During the symposium, NM Ethics Watch will also announce the winners of its third annual Student Ethics Essay Contest, which was held in the spring for NM high school students. Students were asked to respond to the prompt, “How have ethical principles influenced your behavior and actions during the pandemic?” A first prize of $500, a second prize of $250, a third prize of $100 and two $50 honorable mention prizes will be awarded.

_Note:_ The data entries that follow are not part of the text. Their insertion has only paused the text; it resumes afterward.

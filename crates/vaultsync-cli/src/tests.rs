use std::path::PathBuf;
use std::sync::atomic::{AtomicU64, Ordering};
use std::time::{SystemTime, UNIX_EPOCH};

use pretty_assertions::assert_eq;
use vaultsync_core::{ActionSummary, ClockRelation, QuotaStats, SyncActionKind};

use crate::cli::CompletionShell;
use crate::commands::common::{format_action_lines, format_summary, read_local_manifest, resolve_time};
use crate::commands::compare::compare_clocks;
use crate::commands::completions::completion_script;
use crate::commands::conflict_name::conflict_name;
use crate::commands::diff::diff_manifests;
use crate::commands::quota::{estimate_quota, format_quota_lines, QuotaOutput};
use crate::error::CliError;

const LOCAL_MANIFEST: &str = r#"[
    {"fileId":"f1","path":"notes/a.md","size":10,"contentHash":"h1","vectorClock":{"laptop":2}},
    {"fileId":"f2","path":"b.md","size":5,"contentHash":"h2","vectorClock":{"laptop":1}}
]"#;

const REMOTE_MANIFEST: &str = r#"[
    {"id":"f1","path":"notes/a.md","size":10,"contentHash":"h1-phone","vectorClock":{"phone":1}},
    {"id":"f3","path":"c.md","size":3,"contentHash":"h3","vectorClock":{"phone":1}},
    {"id":"f4","path":"gone.md","size":0,"contentHash":"","vectorClock":{"phone":2},"isDeleted":true}
]"#;

struct TempManifest(PathBuf);

impl TempManifest {
    fn new(contents: &str) -> Self {
        static COUNTER: AtomicU64 = AtomicU64::new(0);
        let nanos = SystemTime::now()
            .duration_since(UNIX_EPOCH)
            .unwrap()
            .as_nanos();
        let suffix = COUNTER.fetch_add(1, Ordering::Relaxed);
        let path = std::env::temp_dir().join(format!(
            "vaultsync-cli-test-{}-{nanos}-{suffix}.json",
            std::process::id()
        ));
        std::fs::write(&path, contents).unwrap();
        Self(path)
    }
}

impl Drop for TempManifest {
    fn drop(&mut self) {
        let _ = std::fs::remove_file(&self.0);
    }
}

#[test]
fn diff_reports_conflict_upload_and_remote_only_download() {
    let local = TempManifest::new(LOCAL_MANIFEST);
    let remote = TempManifest::new(REMOTE_MANIFEST);

    let output = diff_manifests(&local.0, &remote.0, " Laptop ", Some("2026-01-02 03:04")).unwrap();

    let kinds: Vec<_> = output
        .actions
        .iter()
        .map(|action| (action.file_id.as_str(), action.action))
        .collect();
    assert_eq!(
        kinds,
        vec![
            ("f1", SyncActionKind::Conflict),
            ("f2", SyncActionKind::Upload),
            ("f3", SyncActionKind::Download),
        ]
    );
    assert_eq!(
        output.actions[0].conflict_rename.as_deref(),
        Some("notes/a (Laptop - 2026-01-02 03:04).md")
    );
    assert_eq!(
        output.summary,
        ActionSummary {
            uploads: 1,
            downloads: 1,
            deletes: 0,
            conflicts: 1,
        }
    );
}

#[test]
fn action_lines_show_conflict_rename() {
    let local = TempManifest::new(LOCAL_MANIFEST);
    let remote = TempManifest::new(REMOTE_MANIFEST);
    let output = diff_manifests(&local.0, &remote.0, "Laptop", Some("2026-01-02 03:04")).unwrap();

    let lines = format_action_lines(&output.actions);
    assert_eq!(
        lines[0],
        "conflict notes/a.md -> notes/a (Laptop - 2026-01-02 03:04).md"
    );
    assert_eq!(lines[1], "upload   b.md");
    assert_eq!(
        format_summary(&output.summary),
        "1 upload(s), 1 download(s), 0 delete(s), 1 conflict(s)"
    );
    assert_eq!(format_summary(&ActionSummary::default()), "Already in sync");
}

#[test]
fn quota_counts_both_conflict_objects() {
    let local = TempManifest::new(LOCAL_MANIFEST);
    let remote = TempManifest::new(REMOTE_MANIFEST);

    let stats = estimate_quota(&local.0, &remote.0).unwrap();
    assert_eq!(
        stats,
        QuotaStats {
            upload_sizes: vec![10, 10, 5],
            total_new_size: 15,
        }
    );
}

#[test]
fn quota_lines_include_rejection_reason() {
    let output = QuotaOutput {
        stats: QuotaStats {
            upload_sizes: vec![7],
            total_new_size: 7,
        },
        largest_upload: Some(7),
        current_usage: 0,
        rejection: Some("too big".to_string()),
    };
    let lines = format_quota_lines(&output);
    assert_eq!(lines.last().unwrap(), "status:          rejected (too big)");
}

#[test]
fn invalid_local_manifest_is_rejected() {
    let duplicate = TempManifest::new(
        r#"[{"fileId":"f1","path":"a.md","contentHash":"h"},{"fileId":"f1","path":"b.md","contentHash":"h"}]"#,
    );
    assert!(matches!(
        read_local_manifest(&duplicate.0),
        Err(CliError::Core(vaultsync_core::Error::Manifest(_)))
    ));

    let malformed = TempManifest::new("{not json");
    assert!(matches!(
        read_local_manifest(&malformed.0),
        Err(CliError::Core(vaultsync_core::Error::Serialization(_)))
    ));
}

#[test]
fn missing_manifest_names_the_path() {
    let path = std::env::temp_dir().join("vaultsync-cli-test-does-not-exist.json");
    let error = read_local_manifest(&path).unwrap_err();
    assert!(matches!(error, CliError::ReadManifest { .. }));
    assert!(error.to_string().contains("does-not-exist"));
}

#[test]
fn conflict_name_uses_explicit_time() {
    assert_eq!(
        conflict_name("report.final.pdf", "Work PC", Some("2025-12-31 23:59")).unwrap(),
        "report.final (Work PC - 2025-12-31 23:59).pdf"
    );
    assert!(matches!(
        conflict_name("a.md", "  ", None),
        Err(CliError::EmptyDeviceName)
    ));
    assert!(matches!(
        conflict_name(" ", "Laptop", None),
        Err(CliError::EmptyPath)
    ));
}

#[test]
fn resolve_time_rejects_other_formats() {
    assert!(resolve_time(Some("2025-12-31T23:59:00")).is_err());
    assert!(resolve_time(None).is_ok());
}

#[test]
fn compare_clocks_reports_relation() {
    assert_eq!(
        compare_clocks(r#"{"a":2}"#, r#"{"a":1}"#).unwrap(),
        ClockRelation::After
    );
    assert_eq!(
        compare_clocks(r#"{"a":1}"#, r#"{"b":1}"#).unwrap(),
        ClockRelation::Concurrent
    );
    assert_eq!(compare_clocks("{}", r#"{"a":0}"#).unwrap(), ClockRelation::Equal);
    assert!(matches!(
        compare_clocks("[1]", "{}"),
        Err(CliError::InvalidClock { .. })
    ));
}

#[test]
fn completion_scripts_name_the_binary() {
    let script = String::from_utf8(completion_script(CompletionShell::Bash)).unwrap();
    assert!(script.contains("vaultsync"));
    assert!(script.contains("conflict-name"));
}
//! Optimistic-concurrency check for committing a finished sync.
//!
//! Transfers run out of band, so another device may have committed between
//! this device's diff and its commit. Entries carry the hash they expect the
//! server to still hold; any mismatch rejects the whole commit.

use std::collections::HashMap;

use serde::{Deserialize, Serialize};

use crate::clock::VectorClock;
use crate::models::RemoteFile;

/// A file outcome reported by a device after its transfers completed
#[derive(Debug, Clone, PartialEq, Eq, Serialize, Deserialize)]
#[serde(rename_all = "camelCase")]
pub struct CommitEntry {
    pub file_id: String,
    pub path: String,
    #[serde(default)]
    pub title: String,
    #[serde(default)]
    pub size: u64,
    #[serde(default)]
    pub content_hash: String,
    #[serde(default)]
    pub vector_clock: VectorClock,
    #[serde(default)]
    pub is_deleted: bool,
    /// Hash the server held when the diff was computed; `None` skips the check
    #[serde(default, skip_serializing_if = "Option::is_none")]
    pub expected_hash: Option<String>,
}

impl CommitEntry {
    /// Server record this entry becomes once applied
    pub fn to_remote_file(&self) -> RemoteFile {
        RemoteFile {
            id: self.file_id.clone(),
            path: self.path.clone(),
            title: self.title.clone(),
            size: self.size,
            content_hash: self.content_hash.clone(),
            vector_clock: self.vector_clock.clone(),
            is_deleted: self.is_deleted,
        }
    }
}

/// A commit entry whose expected hash no longer matches the server
#[derive(Debug, Clone, PartialEq, Eq, Serialize, Deserialize)]
#[serde(rename_all = "camelCase")]
pub struct CommitConflict {
    pub file_id: String,
    pub path: String,
    pub expected_hash: String,
    /// `None` when the server has no record of the file
    pub current_hash: Option<String>,
}

/// Every entry whose `expected_hash` differs from the current server hash.
pub fn find_commit_conflicts(entries: &[CommitEntry], current: &[RemoteFile]) -> Vec<CommitConflict> {
    let current_by_id: HashMap<&str, &RemoteFile> =
        current.iter().map(|file| (file.id.as_str(), file)).collect();

    entries
        .iter()
        .filter_map(|entry| {
            let expected_hash = entry.expected_hash.as_ref()?;
            let current_hash = current_by_id
                .get(entry.file_id.as_str())
                .map(|file| file.content_hash.clone());
            if current_hash.as_ref() == Some(expected_hash) {
                return None;
            }
            Some(CommitConflict {
                file_id: entry.file_id.clone(),
                path: entry.path.clone(),
                expected_hash: expected_hash.clone(),
                current_hash,
            })
        })
        .collect()
}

Event registration is requested. A suggested donation of $35 is requested from non-student attendees to help fund NMEW’s important work. All donations are tax deductible. Lunch and refreshments will be available. The following Covid-19 safety policies will be in effect for the outdoor space: The event is outdoors under a large portal and attendance is limited to permit social distancing. During attendee check-in, vaccination verification will be requested. Masks are suggested for all attendees. Safety requests may be updated and will be communicated to attendees if conditions change prior to the event.
What: “Ethics in New Mexico: Community Ethics” symposium
When: Thursday, September 9th from 11:30 a.m. – 1:30 p.m.
Where: Alfredo Garcia Community Barn at Hartnett Park in Los Ranchos De Albuquerque. (The event is outdoors under a large portal - see Covid-19 policies, above.)
Who: Hosted by New Mexico Ethics Watch
**For more info and to Register, go to : www.flipcause.com/secure/event_step2/MTIxNTQ0/120770
*Donations requested (Suggested amount $35). Student Admission - Free
NMEW is a 501(c)(3) organization and donations for this event are tax deductible.
***To do a story on this event please contact Kathleen Sabo at firstname.lastname@example.org or (505) 507-7548.
New Mexico Ethics Watch is a nonprofit, nonpartisan organization and a principal leader in ethics reform in New Mexico. Our values are that ethics is for everyone; that good government leads to improved schools, healthier communities, and better business, and attention to ethics in public life leads to more equitable opportunities for all.